> YOUR ASSIGNMENT
Taking the lines below one at a time, count those with the string "results" and give the result alone.

==================================================

use tracing::trace;
use tree_sitter::{Node as TsNode, Parser as TsParser};

use crate::error::FoldError;
use crate::scope::{ScopeId, ScopeKind, ScopeNode, ScopeTree, Statement};

/// Parse a buffer snapshot, one string per line, into a scope tree.
///
/// This is the entry point the fold-state bridge uses: hosts hand over their
/// buffer as a line sequence.
pub fn parse_lines(lines: &[String]) -> Result<ScopeTree, FoldError> {
    let source = lines.join("\n");
    build_tree(&source, lines.to_vec())
}

/// Parse full source text into a scope tree.
pub fn parse_source(source: &str) -> Result<ScopeTree, FoldError> {
    let lines = source.lines().map(str::to_owned).collect();
    build_tree(source, lines)
}

fn build_tree(source: &str, lines: Vec<String>) -> Result<ScopeTree, FoldError> {
    let mut parser = TsParser::new();
    parser
        .set_language(&tree_sitter_python::LANGUAGE.into())
        .expect("Failed to set Tree-Sitter language");

    let tree = parser
        .parse(source, None)
        .ok_or(FoldError::Parse { line: 1 })?;
    let root = tree.root_node();
    if root.has_error() {
        return Err(FoldError::Parse { line: first_error_line(root) });
    }

    trace!("parsed {} lines into scope tree", lines.len());
    let mut builder = Builder { source: source.as_bytes(), next_id: 0 };
    let module = ScopeNode {
        id: builder.fresh_id(),
        kind: ScopeKind::Module,
        name: None,
        line: 1,
        body: builder.block(root),
    };
    Ok(ScopeTree::new(module, lines))
}

/// 1-based line of the first error or missing node under `root`.
fn first_error_line(root: TsNode) -> usize {
    let mut stack = vec![root];
    while let Some(node) = stack.pop() {
        if node.is_error() || node.is_missing() {
            return node.start_position().row + 1;
        }
        let mut cursor = node.walk();
        // Push in reverse so the leftmost subtree is inspected first.
        let children: Vec<_> = node.children(&mut cursor).filter(|c| c.has_error()).collect();
        stack.extend(children.into_iter().rev());
    }
    1
}

struct Builder<'s> {
    source: &'s [u8],
    next_id: ScopeId,
}

impl Builder<'_> {
    fn fresh_id(&mut self) -> ScopeId {
        let id = self.next_id;
        self.next_id += 1;
        id
    }

    /// Statements of a module root or a `block` node, comments excluded.
    fn block(&mut self, node: TsNode) -> Vec<Statement> {
        let mut cursor = node.walk();
        let children: Vec<_> = node
            .named_children(&mut cursor)
            .filter(|child| !child.is_extra())
            .collect();
        children.into_iter().map(|child| self.statement(child)).collect()
    }

    fn statement(&mut self, node: TsNode) -> Statement {
        match node.kind() {
            "function_definition" => Statement::Scope(self.scope(node, ScopeKind::Function)),
            "class_definition" => Statement::Scope(self.scope(node, ScopeKind::Class)),
            "decorated_definition" => match node.child_by_field_name("definition") {
                Some(definition) => self.statement(definition),
                None => self.other(node),
            },
            "expression_statement" if is_bare_string(node) => Statement::StringLiteral {
                line: node.start_position().row + 1,
                closing_line: node.end_position().row + 1,
            },
            _ => self.other(node),
        }
    }

    fn scope(&mut self, node: TsNode, kind: ScopeKind) -> ScopeNode {
        let id = self.fresh_id();
        let name = node
            .child_by_field_name("name")
            .and_then(|n| n.utf8_text(self.source).ok())
            .map(str::to_owned);
        let body = match node.child_by_field_name("body") {
            Some(block) => self.block(block),
            None => Vec::new(),
        };
        ScopeNode { id, kind, name, line: node.start_position().row + 1, body }
    }

    fn other(&mut self, node: TsNode) -> Statement {
        let mut nested = Vec::new();
        self.collect_nested(node, &mut nested);
        Statement::Other { line: node.start_position().row + 1, nested }
    }

    /// Definitions buried inside a compound statement (an `if` arm, a `try`
    /// handler, a loop body). Descent stops at each definition found; its own
    /// nested scopes live in its body.
    fn collect_nested(&mut self, node: TsNode, out: &mut Vec<ScopeNode>) {
        let mut cursor = node.walk();
        let children: Vec<_> = node.children(&mut cursor).collect();
        for child in children {
            match child.kind() {
                "function_definition" => out.push(self.scope(child, ScopeKind::Function)),
                "class_definition" => out.push(self.scope(child, ScopeKind::Class)),
                _ => self.collect_nested(child, out),
            }
        }
    }
}

/// A standalone string expression, as opposed to a string used as a value
/// inside an assignment, call, or larger expression.
fn is_bare_string(node: TsNode) -> bool {
    node.named_child_count() == 1
        && node.named_child(0).map(|child| child.kind()) == Some("string")
}

#[cfg(test)]
mod tests {
    use indoc::indoc;

    use super::parse_source;
    use crate::error::FoldError;
    use crate::scope::{ScopeKind, Statement};

    #[test]
    fn module_scope_starts_at_line_one() {
        let tree = parse_source("\"\"\"Module doc.\"\"\"\n").unwrap();
        assert_eq!(tree.root().kind, ScopeKind::Module);
        assert_eq!(tree.root().line, 1);
        assert!(tree.root().name.is_none());
        assert!(tree.root().has_docstring());
    }

    #[test]
    fn assignment_of_string_is_not_a_docstring() {
        let tree = parse_source(indoc! {r#"
            def f():
                x = """not a docstring"""
        "#})
        .unwrap();
        let f = tree.scopes().find(|s| s.name.as_deref() == Some("f")).unwrap();
        assert!(!f.has_docstring());
    }

    #[test]
    fn decorated_definition_keeps_its_def_line() {
        let tree = parse_source(indoc! {r#"
            @decorator
            @another
            def f():
                """Doc."""
        "#})
        .unwrap();
        let f = tree.scopes().find(|s| s.name.as_deref() == Some("f")).unwrap();
        assert_eq!(f.line, 3);
        assert_eq!(f.kind, ScopeKind::Function);
        assert!(f.has_docstring());
    }

    #[test]
    fn multi_line_literal_records_opening_and_closing_lines() {
        let tree = parse_source(indoc! {r#"
            def f():
                """Opens here.

                Closes below.
                """
        "#})
        .unwrap();
        let f = tree.scopes().find(|s| s.name.as_deref() == Some("f")).unwrap();
        match f.body.first() {
            Some(Statement::StringLiteral { line, closing_line }) => {
                assert_eq!(*line, 2);
                assert_eq!(*closing_line, 5);
            }
            other => panic!("expected a string literal first statement, got {other:?}"),
        }
    }

    #[test]
    fn comment_before_docstring_does_not_hide_it() {
        let tree = parse_source(indoc! {r#"
            def f():
                # implementation note
                """Doc."""
        "#})
        .unwrap();
        let f = tree.scopes().find(|s| s.name.as_deref() == Some("f")).unwrap();
        assert!(f.has_docstring());
    }

    #[test]
    fn malformed_source_is_a_parse_error() {
        let err = parse_source("def broken(:\n    pass\n").unwrap_err();
        assert!(matches!(err, FoldError::Parse { .. }));
    }

    #[test]
    fn async_function_is_a_function_scope() {
        let tree = parse_source(indoc! {r#"
            async def fetch():
                """Fetch things."""
        "#})
        .unwrap();
        let fetch = tree.scopes().find(|s| s.name.as_deref() == Some("fetch")).unwrap();
        assert_eq!(fetch.kind, ScopeKind::Function);
        assert!(fetch.has_docstring());
    }
}
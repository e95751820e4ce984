use tracing_subscriber::{EnvFilter, fmt, prelude::*};

/// Initialize logging to stderr.
///
/// `log_level` overrides the filter; otherwise `RUST_LOG` is honored and the
/// default is "info". Stdout is left untouched so machine-readable command
/// output stays clean.
pub fn init_logging(no_color: bool, log_level: Option<&str>) {
    let filter = match log_level {
        Some(level) => EnvFilter::new(level),
        None => EnvFilter::try_from_default_env().unwrap_or_else(|_| EnvFilter::new("info")),
    };

    tracing_subscriber::registry()
        .with(
            fmt::layer()
                .with_writer(std::io::stderr)
                .with_ansi(!no_color)
                .with_target(false),
        )
        .with(filter)
        .init();
}
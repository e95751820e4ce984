//! In-memory stand-in for the editing host, so the whole fold pipeline can be
//! exercised without a real editor process.

use std::collections::HashMap;

use docfold::host::{FoldHost, HostError};

/// One fold known to the fake host.
#[derive(Debug, Clone, Copy, PartialEq, Eq)]
pub struct Fold {
    pub start: usize,
    pub end: usize,
    pub open: bool,
}

/// Fake [`FoldHost`]: a buffer snapshot, a fold table keyed by line range, a
/// persisted-variable store, and a recording of every create/open command.
///
/// Set `fail_fold_queries` to make every fold-state query return an error,
/// which the bridge is required to treat as "not open".
#[derive(Debug, Default)]
pub struct MemoryHost {
    lines: Vec<String>,
    folds: Vec<Fold>,
    variables: HashMap<String, Vec<String>>,
    pub created: Vec<(usize, usize)>,
    pub opened: Vec<(usize, usize)>,
    pub fail_fold_queries: bool,
}

impl MemoryHost {
    pub fn new(text: &str) -> Self {
        MemoryHost { lines: split_lines(text), ..Default::default() }
    }

    /// Replace the buffer contents, simulating an edit. Folds and variables
    /// are left alone, as an editor would.
    pub fn set_text(&mut self, text: &str) {
        self.lines = split_lines(text);
    }

    pub fn fold_at(&self, start: usize) -> Option<Fold> {
        self.folds.iter().copied().find(|fold| fold.start == start)
    }

    /// Start lines of all currently open folds, sorted.
    pub fn open_starts(&self) -> Vec<usize> {
        let mut starts: Vec<usize> =
            self.folds.iter().filter(|fold| fold.open).map(|fold| fold.start).collect();
        starts.sort_unstable();
        starts
    }

    pub fn close_all_folds(&mut self) {
        for fold in &mut self.folds {
            fold.open = false;
        }
    }

    pub fn open_fold_at(&mut self, start: usize) {
        for fold in &mut self.folds {
            if fold.start == start {
                fold.open = true;
            }
        }
    }

    pub fn set_variable(&mut self, name: &str, values: &[&str]) {
        self.variables
            .insert(name.to_owned(), values.iter().map(|v| (*v).to_owned()).collect());
    }

    pub fn variable(&self, name: &str) -> Option<&Vec<String>> {
        self.variables.get(name)
    }
}

impl FoldHost for MemoryHost {
    fn buffer_lines(&self) -> Vec<String> {
        self.lines.clone()
    }

    fn fold_is_open(&self, line: usize) -> Result<bool, HostError> {
        if self.fail_fold_queries {
            return Err(HostError::new("fold query refused"));
        }
        Ok(self
            .folds
            .iter()
            .any(|fold| fold.start <= line && line <= fold.end && fold.open))
    }

    fn create_fold(&mut self, start: usize, end: usize) -> Result<(), HostError> {
        self.created.push((start, end));
        // Re-creating a fold at the same start replaces it, closed.
        self.folds.retain(|fold| fold.start != start);
        self.folds.push(Fold { start, end, open: false });
        Ok(())
    }

    fn open_fold(&mut self, start: usize, end: usize) -> Result<(), HostError> {
        self.opened.push((start, end));
        for fold in &mut self.folds {
            if start <= fold.start && fold.end <= end {
                fold.open = true;
            }
        }
        Ok(())
    }

    fn read_persisted(&self, name: &str) -> Result<Vec<String>, HostError> {
        self.variables
            .get(name)
            .cloned()
            .ok_or_else(|| HostError::new(format!("variable '{name}' is not set")))
    }

    fn write_persisted(&mut self, name: &str, values: &[String]) -> Result<(), HostError> {
        self.variables.insert(name.to_owned(), values.to_vec());
        Ok(())
    }
}

fn split_lines(text: &str) -> Vec<String> {
    text.lines().map(str::to_owned).collect()
}
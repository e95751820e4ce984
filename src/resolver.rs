use tracing::debug;

use crate::scope::{ScopeNode, ScopeTree};

/// Style A and style B triple-quote markers, in preference order.
const DELIMITERS: [&str; 2] = ["\"\"\"", "'''"];

/// The inclusive 1-based line span of one scope's docstring literal.
///
/// Derived per parse and never persisted; persistence goes through
/// [`crate::identity::ScopeIdentity`] instead, which survives line drift.
#[derive(Debug, Clone, Copy)]
pub struct DocstringRange<'t> {
    pub scope: &'t ScopeNode,
    pub start: usize,
    pub end: usize,
}

/// Resolve the docstring line span of every qualifying scope in the tree.
///
/// Scopes whose docstring cannot be resolved (non-triple-quote style, or no
/// opening delimiter between the closing line and the declaration line) are
/// omitted, never errors.
pub fn resolve_ranges(tree: &ScopeTree) -> Vec<DocstringRange<'_>> {
    tree.docstring_scopes()
        .filter_map(|scope| resolve_range(scope, tree.lines()))
        .collect()
}

/// Resolve one scope's docstring span against the buffer lines.
///
/// `end` is the line the docstring literal closes on. The line's text decides
/// the delimiter style; if the delimiter also opens on that line the span is a
/// single line, otherwise the opener is searched backward, stopping at the
/// scope's own declaration line so unrelated delimiters earlier in the file
/// are never matched.
pub fn resolve_range<'t>(scope: &'t ScopeNode, lines: &[String]) -> Option<DocstringRange<'t>> {
    let end = scope.docstring_closing_line()?;
    let closing = lines.get(end - 1)?;

    let delimiter = *DELIMITERS.iter().find(|d| closing.contains(**d)).or_else(|| {
        debug!(
            "scope {:?} at line {}: docstring is not triple-quoted, skipping",
            scope.name, scope.line
        );
        None
    })?;

    let start = if opens_and_closes(closing, delimiter) {
        end
    } else {
        match (scope.line..end).rev().find(|&candidate| lines[candidate - 1].contains(delimiter)) {
            Some(opener) => opener,
            None => {
                debug!(
                    "scope {:?} at line {}: no {} opener above line {}, skipping",
                    scope.name, scope.line, delimiter, end
                );
                return None;
            }
        }
    };

    Some(DocstringRange { scope, start, end })
}

/// Whether the delimiter appears twice on the line, i.e. the docstring opens
/// and closes there.
fn opens_and_closes(line: &str, delimiter: &str) -> bool {
    match line.find(delimiter) {
        Some(at) => line[at + delimiter.len()..].contains(delimiter),
        None => false,
    }
}

#[cfg(test)]
mod tests {
    use super::opens_and_closes;

    #[test]
    fn double_delimiter_on_one_line() {
        assert!(opens_and_closes(r#"    """One line doc.""""#, "\"\"\""));
        assert!(!opens_and_closes(r#"    """Opens only"#, "\"\"\""));
        assert!(!opens_and_closes("    plain text", "\"\"\""));
    }

    #[test]
    fn adjacent_delimiters_count_as_open_and_close() {
        // An empty docstring is six quote characters in a row.
        assert!(opens_and_closes(r#"    """""""#, "\"\"\""));
    }
}
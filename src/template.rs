use std::path::Path;

use anyhow::Context as _;

/// The single substitution point the template must carry.
pub const CONTENT_PLACEHOLDER: &str = "{portfolio_content}";

/// Static prompt pattern with exactly one `{portfolio_content}` slot.
/// Validated at construction; a template without the placeholder would
/// silently publish a prompt that ignores the crawl, so it is a fatal
/// configuration error instead.
#[derive(Debug, Clone)]
pub struct PromptTemplate {
    template: String,
}

impl PromptTemplate {
    pub fn new(template: impl Into<String>) -> anyhow::Result<Self> {
        let template = template.into();
        match template.matches(CONTENT_PLACEHOLDER).count() {
            1 => Ok(Self { template }),
            0 => anyhow::bail!("prompt template is missing the {CONTENT_PLACEHOLDER} placeholder"),
            n => anyhow::bail!(
                "prompt template must contain {CONTENT_PLACEHOLDER} exactly once (found {n})"
            ),
        }
    }

    pub fn load(path: &Path) -> anyhow::Result<Self> {
        let template = std::fs::read_to_string(path)
            .with_context(|| format!("read prompt template: {}", path.display()))?;
        Self::new(template).with_context(|| format!("validate prompt template: {}", path.display()))
    }

    pub fn render(&self, content: &str) -> String {
        self.template.replace(CONTENT_PLACEHOLDER, content)
    }
}
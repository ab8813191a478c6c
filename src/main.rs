use std::process::ExitCode;

use anyhow::Context as _;
use clap::Parser as _;

#[tokio::main]
async fn main() -> ExitCode {
    if let Err(err) = try_main().await {
        eprintln!("{err:#}");
        return ExitCode::FAILURE;
    }

    ExitCode::SUCCESS
}

async fn try_main() -> anyhow::Result<()> {
    promptsync::logging::init().context("init logging")?;

    let cli = promptsync::cli::Cli::parse();
    tracing::debug!(?cli, "parsed cli");

    match cli.command {
        promptsync::cli::Command::Sync(args) => {
            let outcome = promptsync::sync::run(args).await.context("sync")?;
            match outcome {
                promptsync::sync::SyncOutcome::Published => {
                    tracing::info!("run outcome: published");
                }
                promptsync::sync::SyncOutcome::Unchanged => {
                    tracing::info!("run outcome: unchanged");
                }
            }
        }
        promptsync::cli::Command::Crawl(args) => {
            promptsync::crawl::run(args).await.context("crawl")?;
        }
    }

    Ok(())
}
use std::path::Path;

use tracing::{debug, error, info, warn};

use crate::complexity::ComplexityScorer;
use crate::config::Config;
use crate::contract::{discover_contracts, Contract};
use crate::detector::DetectorRegistry;
use crate::error::{BenchError, Result};
use crate::ground_truth::GroundTruth;
use crate::metrics::{compute, ConfusionMatrix, MetricsFailure, MetricsRecord};
use crate::report::ResultRow;
use crate::rng::RandomSource;
use crate::verdict::{Verdicts, VulnCategory};

/// Drives one evaluation: ground truth, detection, comparison, metrics.
///
/// Owns the run's random source and confusion matrix; everything executes
/// sequentially on the caller's thread.
pub struct AnalysisPipeline {
    config: Config,
    registry: DetectorRegistry,
    scorer: ComplexityScorer,
    rng: RandomSource,
    matrix: ConfusionMatrix,
}

impl AnalysisPipeline {
    pub fn new(config: Config, registry: DetectorRegistry, rng: RandomSource) -> Self {
        Self {
            config,
            registry,
            scorer: ComplexityScorer::new(),
            rng,
            matrix: ConfusionMatrix::new(),
        }
    }

    /// Pipeline seeded according to `config`.
    pub fn from_config(config: Config, registry: DetectorRegistry) -> Self {
        let rng = RandomSource::new(config.seed_policy());
        Self::new(config, registry, rng)
    }

    pub fn config(&self) -> &Config {
        &self.config
    }

    pub fn registry(&self) -> &DetectorRegistry {
        &self.registry
    }

    pub fn matrix(&self) -> &ConfusionMatrix {
        &self.matrix
    }

    pub fn matrix_mut(&mut self) -> &mut ConfusionMatrix {
        &mut self.matrix
    }

    pub fn rng(&self) -> &RandomSource {
        &self.rng
    }

    /// Run the three detectors on an already loaded contract.
    pub fn analyze_contract(&mut self, contract: &Contract) -> Verdicts {
        self.registry.run_all(contract, &mut self.rng)
    }

    /// Load and analyze a single contract file.
    pub fn check_contract(&mut self, path: &Path) -> Result<Verdicts> {
        let contract = Contract::load(path)?;
        Ok(self.analyze_contract(&contract))
    }

    /// Label `corpus_dir` afresh and persist the labels to the configured path.
    pub fn generate_ground_truth(&mut self, corpus_dir: &Path) -> Result<GroundTruth> {
        let truth =
            GroundTruth::generate(corpus_dir, &self.config.corpus, &self.scorer, &mut self.rng)?;
        truth.persist(&self.config.ground_truth.path)?;
        Ok(truth)
    }

    /// Analyze every contract in `corpus_dir` against ground truth.
    ///
    /// With no `ground_truth_source`, labels are generated and persisted
    /// first; otherwise they are loaded from it. Contracts that fail to load
    /// are logged and skipped. Contracts without a ground-truth entry are
    /// still reported but not compared.
    pub fn run(
        &mut self,
        corpus_dir: &Path,
        ground_truth_source: Option<&Path>,
    ) -> Result<Vec<ResultRow>> {
        let truth = match ground_truth_source {
            Some(path) => GroundTruth::load(path)?,
            None => self.generate_ground_truth(corpus_dir)?,
        };

        let corpus = &self.config.corpus;
        let files = discover_contracts(corpus_dir, &corpus.extension, &corpus.exclude)?;
        info!(
            contracts = files.len(),
            labelled = truth.len(),
            "analyzing corpus {}",
            corpus_dir.display()
        );

        let mut results = Vec::with_capacity(files.len());
        for path in &files {
            let contract = match Contract::load(path) {
                Ok(contract) => contract,
                Err(e) => {
                    error!("Error analyzing {}: {}", path.display(), e);
                    continue;
                }
            };

            let verdicts = self.analyze_contract(&contract);
            match truth.get(&contract.file_name) {
                Some(entry) => self.record(&verdicts, &entry.labels),
                None => debug!("no ground truth for {}", contract.file_name),
            }

            results.push(ResultRow::new(contract.file_name, verdicts));
        }

        info!(
            analyzed = results.len(),
            comparisons = self.matrix.total(),
            "analysis finished"
        );
        Ok(results)
    }

    /// Reduce comparisons to metrics.
    ///
    /// Given a result set, the matrix is rebuilt from scratch against the
    /// persisted ground truth. If that store is missing, the counters held
    /// so far are used instead. Failures never propagate; they come back as
    /// [`MetricsRecord::Failed`].
    pub fn compute_metrics(&mut self, results: Option<&[ResultRow]>) -> MetricsRecord {
        match self.try_compute_metrics(results) {
            Ok(record) => record,
            Err(e) => {
                error!("Error computing metrics: {}", e);
                MetricsRecord::Failed(MetricsFailure::new(e.to_string()))
            }
        }
    }

    fn try_compute_metrics(&mut self, results: Option<&[ResultRow]>) -> Result<MetricsRecord> {
        if let Some(rows) = results {
            let path = self.config.ground_truth.path.clone();
            match GroundTruth::load(&path) {
                Ok(truth) => self.replay(rows, &truth),
                Err(BenchError::GroundTruthMissing(_)) => {
                    warn!(
                        "No ground truth file found at {}. Metrics may be inaccurate.",
                        path.display()
                    );
                }
                Err(e) => return Err(e),
            }
        }
        Ok(MetricsRecord::Computed(compute(&self.matrix)))
    }

    /// Reset the matrix and re-accumulate it from a result set.
    pub fn replay(&mut self, rows: &[ResultRow], truth: &GroundTruth) {
        self.matrix.reset();
        for row in rows {
            if let Some(entry) = truth.get(&row.contract) {
                self.record(&row.verdicts, &entry.labels);
            }
        }
    }

    fn record(&mut self, predicted: &Verdicts, actual: &Verdicts) {
        for category in VulnCategory::ALL {
            self.matrix
                .update(predicted.get(category), actual.get(category));
        }
    }
}
use anyhow::Result;

pub fn run() -> Result<()> {
    let detectors = solbench_detectors::all_detectors();

    println!("{:<20} {:<16} Description", "Name", "Category");
    println!("{}", "-".repeat(90));

    for d in &detectors {
        println!("{:<20} {:<16} {}", d.name(), d.category().as_str(), d.description());
    }

    println!("\nTotal: {} detectors", detectors.len());
    Ok(())
}
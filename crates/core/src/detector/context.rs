use crate::contract::Contract;
use crate::rng::RandomSource;

/// Provides a detector with the contract under analysis, its freshly sampled
/// complexity score, and the run's random source.
pub struct AnalysisContext<'a> {
    pub contract: &'a Contract,
    pub complexity: f64,
    rng: &'a mut RandomSource,
}

impl<'a> AnalysisContext<'a> {
    pub fn new(contract: &'a Contract, complexity: f64, rng: &'a mut RandomSource) -> Self {
        Self {
            contract,
            complexity,
            rng,
        }
    }

    /// Lower-cased contract source
    pub fn source(&self) -> &str {
        self.contract.source()
    }

    pub fn rng(&mut self) -> &mut RandomSource {
        &mut *self.rng
    }
}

==================================================

> RESPONSE TO THE TASK
8